*TASK DETAILS*.
A word-for-word reproduction of the listing is required.

*RECORDS SHOWN*.
BEGIN
//! # Telemetry Engine
//!
//! Owns the process-wide state and supervises the background tasks.
//!
//! [`AppContext`] bundles the three lock domains (control parameter, store and
//! client set) together with the shutdown token, and is shared by reference with
//! every task and request handler. [`Engine`] spawns the generator, the fanout
//! consumer and the retention trimmer, and tears them down in order:
//!
//! 1. the shutdown token is cancelled;
//! 2. the generator and trimmer leave their loops; the generator drops the
//!    hand-off sender;
//! 3. the fanout delivers whatever is still buffered and exits once the buffer
//!    is closed and empty;
//! 4. [`Engine::shutdown`] returns after every task has finished.

use super::config::EngineConfig;
use super::control::ControlParameter;
use super::fanout::run_fanout;
use super::generator::{run_generator, ReadingGenerator};
use super::registry::ClientRegistry;
use super::store::{ReadingStore, Store, StoreError};
use super::trimmer::run_trimmer;
use std::sync::Arc;
use tokio::sync::mpsc;
use tokio_util::sync::CancellationToken;
use tokio_util::task::TaskTracker;

/// Shared application state.
pub struct AppContext<S> {
    pub config: EngineConfig,
    pub control: ControlParameter,
    pub store: Store<S>,
    pub clients: ClientRegistry,
    pub shutdown: CancellationToken,
}

impl<S: ReadingStore> AppContext<S> {
    pub fn new(config: EngineConfig, backend: S) -> Self {
        Self {
            control: ControlParameter::new(config.control),
            config,
            store: Store::new(backend),
            clients: ClientRegistry::new(),
            shutdown: CancellationToken::new(),
        }
    }
}

/// Handle on the running background tasks.
pub struct Engine {
    tracker: TaskTracker,
    shutdown: CancellationToken,
}

impl Engine {
    /// Spawns generator, fanout and trimmer for `ctx`. The generator continues
    /// numbering after the newest persisted reading.
    pub async fn start<S: ReadingStore>(ctx: Arc<AppContext<S>>) -> Result<Self, StoreError> {
        let next_seq = ctx.store.next_seq().await?;
        let (tx, rx) = mpsc::channel(ctx.config.fanout_capacity);
        let tracker = TaskTracker::new();

        let fanout_ctx = Arc::clone(&ctx);
        tracker.spawn(async move { run_fanout(&fanout_ctx.clients, rx).await });

        let generator_ctx = Arc::clone(&ctx);
        tracker.spawn(async move {
            run_generator(&generator_ctx, ReadingGenerator::new(next_seq), tx).await
        });

        let trimmer_ctx = Arc::clone(&ctx);
        tracker.spawn(async move { run_trimmer(&trimmer_ctx).await });

        tracker.close();
        log::info!("Telemetry engine started at sequence {}.", next_seq);

        Ok(Self {
            tracker,
            shutdown: ctx.shutdown.clone(),
        })
    }

    /// Cancels the tasks and waits until the hand-off buffer has been drained.
    pub async fn shutdown(self) {
        self.shutdown.cancel();
        self.tracker.wait().await;
        log::info!("Telemetry engine stopped.");
    }
}

#[cfg(test)]
mod tests {
    use super::*;
    use crate::telemetry::gateway::attach;
    use crate::telemetry::reading::Reading;
    use crate::telemetry::registry::tests::channel_sink;
    use crate::telemetry::store::MemoryStore;
    use futures_util::StreamExt;
    use std::time::Duration;

    #[tokio::test]
    async fn test_engine_streams_to_subscriber_and_stops() {
        let config = EngineConfig {
            generation_period_ms: 10,
            ..Default::default()
        };
        let ctx = Arc::new(AppContext::new(config, MemoryStore::new()));
        let engine = Engine::start(Arc::clone(&ctx)).await.unwrap();

        let (sink, mut rx) = channel_sink();
        attach(&ctx, sink).await.unwrap();

        let mut timestamps = Vec::new();
        for _ in 0..3 {
            let frame = tokio::time::timeout(Duration::from_secs(5), rx.next())
                .await
                .unwrap()
                .unwrap();
            let reading: Reading = serde_json::from_str(&frame).unwrap();
            timestamps.push(reading.timestamp);
        }
        assert!(timestamps.windows(2).all(|w| w[0] < w[1]));

        engine.shutdown().await;
        assert!(ctx.shutdown.is_cancelled());
    }

    #[tokio::test]
    async fn test_engine_resumes_sequence_from_store() {
        let ctx = Arc::new(AppContext::new(EngineConfig::default(), MemoryStore::new()));
        let previous = Reading {
            seq: 41,
            timestamp: chrono::Utc::now(),
            speed: 100.0,
            temperature: 20.45,
            pressure: 100.45,
        };
        ctx.store.append(&previous).await.unwrap();

        assert_eq!(ctx.store.next_seq().await.unwrap(), 42);
        let engine = Engine::start(Arc::clone(&ctx)).await.unwrap();
        engine.shutdown().await;
    }
}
END
*RESPONSE AREA*.
//! # Telemetry Engine
//!
//! Owns the process-wide state and supervises the background tasks.
//!
//! [`AppContext`] bundles the three lock domains (control parameter, store and
//! client set) together with the shutdown token, and is shared by reference with
//! every task and request handler. [`Engine`] spawns the generator, the fanout
//! consumer and the retention trimmer, and tears them down in order:
//!
//! 1. the shutdown token is cancelled;
//! 2. the generator and trimmer leave their loops; the generator drops the
//!    hand-off sender;
//! 3. the fanout delivers whatever is still buffered and exits once the buffer
//!    is closed and empty;
//! 4. [`Engine::shutdown`] returns after every task has finished.

use super::config::EngineConfig;
use super::control::ControlParameter;
use super::fanout::run_fanout;
use super::generator::{run_generator, ReadingGenerator};
use super::registry::ClientRegistry;
use super::store::{ReadingStore, Store, StoreError};
use super::trimmer::run_trimmer;
use std::sync::Arc;
use tokio::sync::mpsc;
use tokio_util::sync::CancellationToken;
use tokio_util::task::TaskTracker;

/// Shared application state.
pub struct AppContext<S> {
    pub config: EngineConfig,
    pub control: ControlParameter,
    pub store: Store<S>,
    pub clients: ClientRegistry,
    pub shutdown: CancellationToken,
}

impl<S: ReadingStore> AppContext<S> {
    pub fn new(config: EngineConfig, backend: S) -> Self {
        Self {
            control: ControlParameter::new(config.control),
            config,
            store: Store::new(backend),
            clients: ClientRegistry::new(),
            shutdown: CancellationToken::new(),
        }
    }
}

/// Handle on the running background tasks.
pub struct Engine {
    tracker: TaskTracker,
    shutdown: CancellationToken,
}

impl Engine {
    /// Spawns generator, fanout and trimmer for `ctx`. The generator continues
    /// numbering after the newest persisted reading.
    pub async fn start<S: ReadingStore>(ctx: Arc<AppContext<S>>) -> Result<Self, StoreError> {
        let next_seq = ctx.store.next_seq().await?;
        let (tx, rx) = mpsc::channel(ctx.config.fanout_capacity);
        let tracker = TaskTracker::new();

        let fanout_ctx = Arc::clone(&ctx);
        tracker.spawn(async move { run_fanout(&fanout_ctx.clients, rx).await });

        let generator_ctx = Arc::clone(&ctx);
        tracker.spawn(async move {
            run_generator(&generator_ctx, ReadingGenerator::new(next_seq), tx).await
        });

        let trimmer_ctx = Arc::clone(&ctx);
        tracker.spawn(async move { run_trimmer(&trimmer_ctx).await });

        tracker.close();
        log::info!("Telemetry engine started at sequence {}.", next_seq);

        Ok(Self {
            tracker,
            shutdown: ctx.shutdown.clone(),
        })
    }

    /// Cancels the tasks and waits until the hand-off buffer has been drained.
    pub async fn shutdown(self) {
        self.shutdown.cancel();
        self.tracker.wait().await;
        log::info!("Telemetry engine stopped.");
    }
}

#[cfg(test)]
mod tests {
    use super::*;
    use crate::telemetry::gateway::attach;
    use crate::telemetry::reading::Reading;
    use crate::telemetry::registry::tests::channel_sink;
    use crate::telemetry::store::MemoryStore;
    use futures_util::StreamExt;
    use std::time::Duration;

    #[tokio::test]
    async fn test_engine_streams_to_subscriber_and_stops() {
        let config = EngineConfig {
            generation_period_ms: 10,
            ..Default::default()
        };
        let ctx = Arc::new(AppContext::new(config, MemoryStore::new()));
        let engine = Engine::start(Arc::clone(&ctx)).await.unwrap();

        let (sink, mut rx) = channel_sink();
        attach(&ctx, sink).await.unwrap();

        let mut timestamps = Vec::new();
        for _ in 0..3 {
            let frame = tokio::time::timeout(Duration::from_secs(5), rx.next())
                .await
                .unwrap()
                .unwrap();
            let reading: Reading = serde_json::from_str(&frame).unwrap();
            timestamps.push(reading.timestamp);
        }
        assert!(timestamps.windows(2).all(|w| w[0] < w[1]));

        engine.shutdown().await;
        assert!(ctx.shutdown.is_cancelled());
    }

    #[tokio::test]
    async fn test_engine_resumes_sequence_from_store() {
        let ctx = Arc::new(AppContext::new(EngineConfig::default(), MemoryStore::new()));
        let previous = Reading {
            seq: 41,
            timestamp: chrono::Utc::now(),
            speed: 100.0,
            temperature: 20.45,
            pressure: 100.45,
        };
        ctx.store.append(&previous).await.unwrap();

        assert_eq!(ctx.store.next_seq().await.unwrap(), 42);
        let engine = Engine::start(Arc::clone(&ctx)).await.unwrap();
        engine.shutdown().await;
    }
}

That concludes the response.